A frequently cited statistic from the US Bureau of Labor Statistics is that 48% of all nonfatal injuries caused by workplace violence were sustained by healthcare and social service workers. Most of the injuries occurred in hospitals, nursing and personal care facilities, and residential care agencies. Nurses were injured most often, followed by aides, orderlies, and home care attendants.
When I taught in a school of nursing and conducted admissions interviews, I remember being surprised by the look on prospective students' faces when I asked them if they had considered the risks--as well as the benefits--of a nursing career. I would rattle off a list of potential risks that included the risk of workplace violence and watch as this information sunk in. Very few prospective nursing students had ever considered this possibility.
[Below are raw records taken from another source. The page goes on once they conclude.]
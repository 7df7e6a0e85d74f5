//! Device-side sign-in against the rate-limited `POST /login` endpoint.
//!
//! The local lockout is checked before any request is sent. A credential rejection (`401`)
//! or a server-side ceiling (`429`) counts as a local failure. Outages, malformed requests
//! and transport errors do not. A successful login hands the returned tokens to the provider
//! client and clears the local lockout.

use super::{lockout::LoginLockout, provider::ClientIdentity, store::StoreError};
use crate::{
    api::handlers::auth::types::{CreateUserRequest, CreateUserResponse, ErrorResponse},
    audit::AuditRecord,
    clock::Clock,
    identity::{Identity, ProviderError, SignedIn},
};
use anyhow::Context;
use reqwest::{Client, RequestBuilder, StatusCode};
use serde::de::DeserializeOwned;
use serde_json::json;
use std::{fmt, sync::Arc, time::Duration};
use thiserror::Error;
use tracing::{debug, info, instrument, warn};
use url::Url;

const REQUEST_TIMEOUT: Duration = Duration::from_secs(15);

pub const LOCKED_OUT_MESSAGE: &str = "Too many failed attempts. Please wait a bit and try again.";
pub const LOGIN_FAILED_MESSAGE: &str = "Login failed.";
pub const INVALID_CREDENTIALS_MESSAGE: &str = "Invalid email or password.";

#[derive(Debug, Error)]
pub enum ApiClientError {
    #[error("Request failed: {0}")]
    Transport(String),
    #[error("{message}")]
    Status { status: StatusCode, message: String },
    #[error("Invalid response: {0}")]
    InvalidResponse(String),
}

/// HTTP client for the hrms server endpoints.
#[derive(Clone)]
pub struct ApiClient {
    base_url: Url,
    http: Client,
}

impl fmt::Debug for ApiClient {
    fn fmt(&self, f: &mut fmt::Formatter<'_>) -> fmt::Result {
        f.debug_struct("ApiClient")
            .field("base_url", &self.base_url.as_str())
            .finish_non_exhaustive()
    }
}

impl ApiClient {
    /// # Errors
    /// Returns an error if the URL is invalid or the HTTP client cannot be built.
    pub fn new(base_url: &str) -> anyhow::Result<Self> {
        let mut parsed =
            Url::parse(base_url).with_context(|| format!("Invalid server URL: {base_url}"))?;
        if !parsed.path().ends_with('/') {
            let path = format!("{}/", parsed.path());
            parsed.set_path(&path);
        }
        let http = Client::builder()
            .user_agent(crate::APP_USER_AGENT)
            .timeout(REQUEST_TIMEOUT)
            .build()
            .context("Failed to build server HTTP client")?;
        Ok(Self {
            base_url: parsed,
            http,
        })
    }

    fn endpoint(&self, path: &str) -> Result<Url, ApiClientError> {
        self.base_url
            .join(path)
            .map_err(|err| ApiClientError::Transport(format!("invalid endpoint {path}: {err}")))
    }

    /// # Errors
    /// `Status` when the server rejects the attempt, `Transport` when it cannot be reached.
    #[instrument(skip_all)]
    pub async fn login(&self, email: &str, password: &str) -> Result<SignedIn, ApiClientError> {
        let request = self
            .http
            .post(self.endpoint("login")?)
            .json(&json!({ "email": email, "password": password }));
        send(request).await
    }

    /// # Errors
    /// `Status` with 401/403/400 when a gate refuses the call.
    #[instrument(skip_all)]
    pub async fn create_user(
        &self,
        access_token: &str,
        request: &CreateUserRequest,
    ) -> Result<Identity, ApiClientError> {
        let request = self
            .http
            .post(self.endpoint("admin/create-user")?)
            .bearer_auth(access_token)
            .json(request);
        let response: CreateUserResponse = send(request).await?;
        Ok(response.user)
    }

    /// # Errors
    /// `Status` with 401/403 when the caller may not read the trail.
    #[instrument(skip_all)]
    pub async fn audit_logs(
        &self,
        access_token: &str,
        search: Option<&str>,
        category: Option<&str>,
    ) -> Result<Vec<AuditRecord>, ApiClientError> {
        let mut url = self.endpoint("audit-logs")?;
        {
            let mut query = url.query_pairs_mut();
            if let Some(search) = search {
                query.append_pair("search", search);
            }
            if let Some(category) = category {
                query.append_pair("category", category);
            }
        }
        send(self.http.get(url).bearer_auth(access_token)).await
    }
}

async fn send<T: DeserializeOwned>(request: RequestBuilder) -> Result<T, ApiClientError> {
    let response = request
        .send()
        .await
        .map_err(|err| ApiClientError::Transport(err.to_string()))?;
    let status = response.status();
    let bytes = response
        .bytes()
        .await
        .map_err(|err| ApiClientError::Transport(err.to_string()))?;

    if status.is_success() {
        serde_json::from_slice(&bytes).map_err(|err| ApiClientError::InvalidResponse(err.to_string()))
    } else {
        let message = serde_json::from_slice::<ErrorResponse>(&bytes)
            .map(|body| body.error)
            .ok()
            .filter(|message| !message.trim().is_empty())
            .unwrap_or_else(|| fallback_message(status));
        Err(ApiClientError::Status { status, message })
    }
}

fn fallback_message(status: StatusCode) -> String {
    match status {
        StatusCode::UNAUTHORIZED => INVALID_CREDENTIALS_MESSAGE.to_string(),
        StatusCode::TOO_MANY_REQUESTS => LOCKED_OUT_MESSAGE.to_string(),
        _ => status
            .canonical_reason()
            .map_or_else(|| format!("HTTP {status}"), str::to_string),
    }
}

/// Statuses that mean the credentials were checked and refused.
fn counts_as_failure(status: StatusCode) -> bool {
    matches!(status, StatusCode::UNAUTHORIZED | StatusCode::TOO_MANY_REQUESTS)
}

#[derive(Debug, Error)]
pub enum LoginError {
    #[error("Too many failed attempts. Please wait a bit and try again.")]
    LockedOut { remaining: Duration },
    /// The server refused the attempt. `locked_for` is the local lock that now applies.
    #[error("{message}")]
    Rejected {
        message: String,
        locked_for: Duration,
    },
    #[error("Login failed.")]
    Failed(String),
    #[error("Failed to adopt session: {0}")]
    Adopt(#[from] ProviderError),
    #[error(transparent)]
    Store(#[from] StoreError),
}

pub struct LoginFlow {
    api: ApiClient,
    provider: Arc<dyn ClientIdentity>,
    lockout: LoginLockout,
    clock: Arc<dyn Clock>,
}

impl LoginFlow {
    #[must_use]
    pub fn new(
        api: ApiClient,
        provider: Arc<dyn ClientIdentity>,
        lockout: LoginLockout,
        clock: Arc<dyn Clock>,
    ) -> Self {
        Self {
            api,
            provider,
            lockout,
            clock,
        }
    }

    #[must_use]
    pub fn lockout(&self) -> &LoginLockout {
        &self.lockout
    }

    /// Sign in with email and password.
    ///
    /// # Errors
    /// `LockedOut` without contacting the server while a local lock applies, `Rejected`
    /// when the server refuses the credentials or applies its ceiling, `Failed` for any
    /// other status or when the server cannot be reached.
    pub async fn login(&self, email: &str, password: &str) -> Result<Identity, LoginError> {
        let email = email.trim();
        let remaining = self.lockout.remaining_lock(email, self.clock.now()).await?;
        if !remaining.is_zero() {
            debug!("Login blocked locally for {}s", remaining.as_secs());
            return Err(LoginError::LockedOut { remaining });
        }

        let signed_in = match self.api.login(email, password).await {
            Ok(signed_in) => signed_in,
            Err(ApiClientError::Status { status, message }) if counts_as_failure(status) => {
                let now = self.clock.now();
                self.lockout.register_failure(email, now).await?;
                let locked_for = self.lockout.remaining_lock(email, now).await?;
                warn!("Login rejected with {status}");
                return Err(LoginError::Rejected {
                    message,
                    locked_for,
                });
            }
            Err(err) => {
                warn!("Login not checked: {err}");
                return Err(LoginError::Failed(err.to_string()));
            }
        };

        let user = signed_in.user.clone();
        self.provider.adopt_session(signed_in).await?;
        self.lockout.reset_failures(email).await?;
        info!("Signed in as {}", user.id);
        Ok(user)
    }

    /// URL that starts an OAuth sign-in and returns to `redirect_to`.
    ///
    /// # Errors
    /// Returns `ProviderError` if the URL cannot be built.
    pub fn oauth_url(&self, provider: &str, redirect_to: &str) -> Result<Url, ProviderError> {
        self.provider.oauth_sign_in_url(provider, redirect_to)
    }
}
The data on workplace violence is sparse and based on studies conducted five or more years ago. A 2006 survey report by the Emergency Nurses Association found that 86% of respondents reported that they had been victims of violence in the workplace during the prior three years. Nineteen percent reported that violence in the workplace happened frequently.
Emergency department nurses are not alone in encountering violence. Nurse friends of mine who work in various departments and diverse organizations, have observed and/or been the victims of violence in the workplace. In some cases, what I consider to be violent behavior (eg, spitting in a nurse's face) was called "annoying" patient behavior. There is universal agreement, however, that nurses who spend their days helping others, should not be on the receiving end of violence that occurs in the workplace. But this unfortunately has become a reality.